[Re: Help the low-paid by slashing their tax and boosting education, yesterday]
I agree the best way of boosting low-paid income is to increase the tax threshold to, say, £12,000. A minimum wage increase would only lead to more outsourcing and automation.
As the economist Paul Krugman said in 1998, “the higher wage reduces the quantity of labour demanded, and hence leads to unemployment”. Raising the minimum wage will depress employment, especially among the most vulnerable.
[Re: Big business must support startups and help create the jobs of the future, yesterday]

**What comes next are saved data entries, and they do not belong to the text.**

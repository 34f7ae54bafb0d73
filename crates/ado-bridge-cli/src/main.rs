// crates/ado-bridge-cli/src/main.rs
// ============================================================================
// Module: ADO Bridge CLI Entry Point
// Description: Command dispatcher for the ADO bridge MCP server.
// Purpose: Start the server, validate configuration, and inspect tools.
// Dependencies: clap, dotenvy, ado-bridge-config, ado-bridge-mcp, tokio.
// ============================================================================

//! ## Overview
//! The ADO bridge CLI loads configuration (file, `.env`, then process
//! environment), starts the HTTP MCP server, and offers offline helpers for
//! validating configuration and listing the built-in tool catalog.
//! Security posture: secrets arrive via environment or config and are never
//! echoed back to the terminal.

// ============================================================================
// SECTION: Modules
// ============================================================================


// ============================================================================
// SECTION: Imports
// ============================================================================

use std::io::Write;
use std::path::Path;
use std::path::PathBuf;
use std::process::ExitCode;

use ado_bridge_config::AdoBridgeConfig;
use ado_bridge_mcp::McpServer;
use ado_bridge_mcp::default_registry;
use clap::ArgAction;
use clap::Args;
use clap::CommandFactory;
use clap::Parser;
use clap::Subcommand;
use thiserror::Error;

// ============================================================================
// SECTION: CLI Types
// ============================================================================

/// Top-level CLI definition.
#[derive(Parser, Debug)]
#[command(name = "ado-bridge", disable_help_subcommand = true, disable_version_flag = true)]
struct Cli {
    /// Print version information and exit.
    #[arg(long = "version", action = ArgAction::SetTrue, global = true)]
    show_version: bool,
    /// Dotenv file loaded before reading the environment (defaults to `.env`).
    #[arg(long, value_name = "PATH", global = true)]
    env_file: Option<PathBuf>,
    /// Selected subcommand to execute.
    #[command(subcommand)]
    command: Option<Commands>,
}

/// Supported CLI subcommands.
#[derive(Subcommand, Debug)]
enum Commands {
    /// Start the MCP server over HTTP.
    Serve(ServeCommand),
    /// Configuration utilities.
    Config {
        /// Selected config subcommand.
        #[command(subcommand)]
        command: ConfigCommand,
    },
    /// Tool catalog utilities.
    Tools {
        /// Selected tools subcommand.
        #[command(subcommand)]
        command: ToolsCommand,
    },
}

/// Configuration for the `serve` command.
#[derive(Args, Debug)]
struct ServeCommand {
    /// Optional config file path (defaults to ado-bridge.toml or env override).
    #[arg(long, value_name = "PATH")]
    config: Option<PathBuf>,
}

/// Config subcommands.
#[derive(Subcommand, Debug)]
enum ConfigCommand {
    /// Validate a config file and report missing settings.
    Validate(ConfigValidateCommand),
}

/// Arguments for config validation.
#[derive(Args, Debug)]
struct ConfigValidateCommand {
    /// Optional config file path (defaults to ado-bridge.toml or env override).
    #[arg(long, value_name = "PATH")]
    config: Option<PathBuf>,
}

/// Tools subcommands.
#[derive(Subcommand, Debug)]
enum ToolsCommand {
    /// Print the tool catalog as JSON.
    List,
}

// ============================================================================
// SECTION: Errors
// ============================================================================

/// CLI error wrapper for user-facing messages.
#[derive(Debug, Error)]
#[error("{message}")]
struct CliError {
    /// Human-readable error message.
    message: String,
}

impl CliError {
    /// Constructs a new [`CliError`].
    const fn new(message: String) -> Self {
        Self {
            message,
        }
    }
}

/// CLI result alias for fallible operations.
type CliResult<T> = Result<T, CliError>;

// ============================================================================
// SECTION: Entry Point
// ============================================================================

/// CLI entry point returning an exit code.
#[tokio::main(flavor = "multi_thread")]
async fn main() -> ExitCode {
    match run().await {
        Ok(code) => code,
        Err(err) => emit_error(&err.to_string()),
    }
}

/// Executes the CLI command dispatcher.
async fn run() -> CliResult<ExitCode> {
    let cli = Cli::parse();

    if cli.show_version {
        let version = env!("CARGO_PKG_VERSION");
        write_stdout_line(&format!("ado-bridge {version}"))
            .map_err(|err| CliError::new(output_error("stdout", &err)))?;
        return Ok(ExitCode::SUCCESS);
    }

    let Some(command) = cli.command else {
        show_help()?;
        return Ok(ExitCode::SUCCESS);
    };

    load_env_file(cli.env_file.as_deref())?;

    match command {
        Commands::Serve(command) => command_serve(command).await,
        Commands::Config {
            command,
        } => command_config(command),
        Commands::Tools {
            command,
        } => command_tools(&command),
    }
}

/// Loads a dotenv file into the process environment.
///
/// An explicit path must exist; the default `.env` is optional. Variables
/// already present in the environment win over file values.
fn load_env_file(path: Option<&Path>) -> CliResult<()> {
    match path {
        Some(path) => dotenvy::from_path(path).map_err(|err| {
            CliError::new(format!("failed to load env file {}: {err}", path.display()))
        }),
        None => match dotenvy::dotenv() {
            Ok(_) => Ok(()),
            Err(err) if err.not_found() => Ok(()),
            Err(err) => Err(CliError::new(format!("failed to load .env: {err}"))),
        },
    }
}

// ============================================================================
// SECTION: Serve Command
// ============================================================================

/// Executes the `serve` command.
async fn command_serve(command: ServeCommand) -> CliResult<ExitCode> {
    let config = AdoBridgeConfig::load(command.config.as_deref())
        .map_err(|err| CliError::new(format!("failed to load config: {err}")))?;
    let server = McpServer::from_config(&config)
        .map_err(|err| CliError::new(format!("server init failed: {err}")))?;
    write_stderr_line(&format!("ado-bridge: listening on http://{}", server.bind_addr()))
        .map_err(|err| CliError::new(output_error("stderr", &err)))?;
    server.serve().await.map_err(|err| CliError::new(format!("server failed: {err}")))?;
    Ok(ExitCode::SUCCESS)
}

// ============================================================================
// SECTION: Config Command
// ============================================================================

/// Dispatches config subcommands.
fn command_config(command: ConfigCommand) -> CliResult<ExitCode> {
    match command {
        ConfigCommand::Validate(command) => command_config_validate(&command),
    }
}

/// Executes the config validation command.
fn command_config_validate(command: &ConfigValidateCommand) -> CliResult<ExitCode> {
    let config = AdoBridgeConfig::load(command.config.as_deref())
        .map_err(|err| CliError::new(format!("failed to load config: {err}")))?;
    for line in validation_report(&config) {
        write_stdout_line(&line).map_err(|err| CliError::new(output_error("stdout", &err)))?;
    }
    Ok(ExitCode::SUCCESS)
}

/// Renders the validation summary lines for a loaded config.
fn validation_report(config: &AdoBridgeConfig) -> Vec<String> {
    let missing = config.missing_settings();
    if missing.is_empty() {
        return vec!["config ok".to_string()];
    }
    let mut lines = vec!["config ok with missing settings:".to_string()];
    lines.extend(missing.into_iter().map(|setting| format!("  - {setting}")));
    lines
}

// ============================================================================
// SECTION: Tools Command
// ============================================================================

/// Executes tools subcommands.
fn command_tools(command: &ToolsCommand) -> CliResult<ExitCode> {
    match command {
        ToolsCommand::List => {
            let rendered = render_tool_catalog()?;
            write_stdout_line(&rendered)
                .map_err(|err| CliError::new(output_error("stdout", &err)))?;
            Ok(ExitCode::SUCCESS)
        }
    }
}

/// Serializes the built-in tool catalog as pretty JSON.
fn render_tool_catalog() -> CliResult<String> {
    let registry = default_registry()
        .map_err(|err| CliError::new(format!("tool registry init failed: {err}")))?;
    serde_json::to_string_pretty(&registry.definitions())
        .map_err(|err| CliError::new(format!("failed to serialize tools: {err}")))
}

// ============================================================================
// SECTION: Output Helpers
// ============================================================================

/// Prints the top-level help text.
fn show_help() -> CliResult<()> {
    let help = Cli::command().render_help().to_string();
    write_stdout_line(&help).map_err(|err| CliError::new(output_error("stdout", &err)))
}

/// Writes a line to stdout.
fn write_stdout_line(message: &str) -> std::io::Result<()> {
    let mut stdout = std::io::stdout();
    writeln!(&mut stdout, "{message}")
}

/// Writes a line to stderr.
fn write_stderr_line(message: &str) -> std::io::Result<()> {
    let mut stderr = std::io::stderr();
    writeln!(&mut stderr, "{message}")
}

/// Formats an output error message.
fn output_error(stream: &str, error: &std::io::Error) -> String {
    format!("failed to write to {stream}: {error}")
}

/// Emits an error message to stderr and returns a failure exit code.
fn emit_error(message: &str) -> ExitCode {
    let _ = write_stderr_line(message);
    ExitCode::FAILURE
}
/// JSON-RPC response envelope.
#[derive(Debug, Serialize)]
struct JsonRpcResponse {
    /// JSON-RPC protocol version.
    jsonrpc: &'static str,
    /// Request identifier.
    id: Value,
    /// Successful result payload.
    #[serde(skip_serializing_if = "Option::is_none")]
    result: Option<Value>,
    /// Error payload when the request fails.
    #[serde(skip_serializing_if = "Option::is_none")]
    error: Option<JsonRpcError>,
}

/// JSON-RPC error payload.
#[derive(Debug, Serialize)]
struct JsonRpcError {
    /// Error code.
    code: i64,
    /// Human-readable error message.
    message: String,
    /// Structured error details.
    data: Value,
}

/// Tool call parameters.
#[derive(Debug, Deserialize)]
struct ToolCallParams {
    /// Tool name.
    name: String,
    /// Raw JSON arguments; absent or null means `{}`.
    #[serde(default)]
    arguments: Option<Value>,
}

/// Tool list response payload.
#[derive(Debug, Serialize)]
struct ToolListResult {
    /// Registered tool definitions.
    tools: Vec<ToolDefinition>,
}

/// Initialize request parameters.
#[derive(Debug, Default, Deserialize)]
#[serde(rename_all = "camelCase")]
struct InitializeParams {
    /// Protocol revision requested by the client.
    #[serde(default)]
    protocol_version: Option<String>,
}

// ============================================================================
// SECTION: Replies
// ============================================================================

/// Transport-level reply.
#[derive(Debug)]
enum RpcReply {
    /// JSON-RPC response body.
    Response(StatusCode, JsonRpcResponse),
    /// Notification accepted without a body.
    Accepted,
}

impl RpcReply {
    /// Successful result reply.
    fn success(id: Value, result: Value) -> Self {
        Self::Response(
            StatusCode::OK,
            JsonRpcResponse { jsonrpc: "2.0", id, result: Some(result), error: None },
        )
    }

    /// Protocol error reply.
    fn error(id: Value, status: StatusCode, code: i64, message: String, kind: &str) -> Self {
        Self::Response(
            status,
            JsonRpcResponse {
                jsonrpc: "2.0",
                id,
                result: None,
                error: Some(JsonRpcError { code, message, data: json!({ "kind": kind }) }),
            },
        )
    }

    /// Outcome classification for auditing.
    const fn outcome(&self) -> McpOutcome {
        match self {
            Self::Accepted => McpOutcome::Accepted,
            Self::Response(_, JsonRpcResponse { error: Some(_), .. }) => McpOutcome::Error,
            Self::Response(..) => McpOutcome::Success,
        }
    }

    /// JSON-RPC error code, when the reply is an error.
    fn error_code(&self) -> Option<i64> {
        match self {
            Self::Response(_, response) => response.error.as_ref().map(|error| error.code),
            Self::Accepted => None,
        }
    }

    /// Renders the reply, returning the response and its body size.
    fn render(&self) -> (Response, usize) {
        match self {
            Self::Accepted => (StatusCode::ACCEPTED.into_response(), 0),
            Self::Response(status, body) => {
                let payload = serde_json::to_vec(body).unwrap_or_else(|_| {
                    br#"{"jsonrpc":"2.0","id":null,"error":{"code":-32603,"message":"serialization failed","data":{"kind":"internal_error"}}}"#
                        .to_vec()
                });
                let size = payload.len();
                let mut response =
                    (*status, [(CONTENT_TYPE, HeaderValue::from_static("application/json"))], payload)
                        .into_response();
                if *status == StatusCode::UNAUTHORIZED {
                    response
                        .headers_mut()
                        .insert(WWW_AUTHENTICATE, HeaderValue::from_static("Bearer"));
                }
                (response, size)
            }
        }
    }
}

It’s a shame that government feels it needs to get involved in lending to business at all – through the Startup Loan scheme or otherwise. Perhaps it and the Bank of England feel remorse for the way they have discouraged banks from carrying out their normal lending function due to higher regulatory costs. Why would banks take on the risk of a new venture when they can make more money by granting mortgages underwritten by the taxpayer? What makes government think it is a better judge of credible business models than a private company?
BEST OF TWITTER
Must be careful about supporting a mandated living wage, given wage performance over Great Recession.
After the economic nuclear winter it went through, good to see UK construction PMI rise to a strong 59.4.
17.6 per cent claiming both working tax credit and
child tax credit is a non-UK national.
Construction recovery not just a housing market story. Civil engineering, commercial building both rising.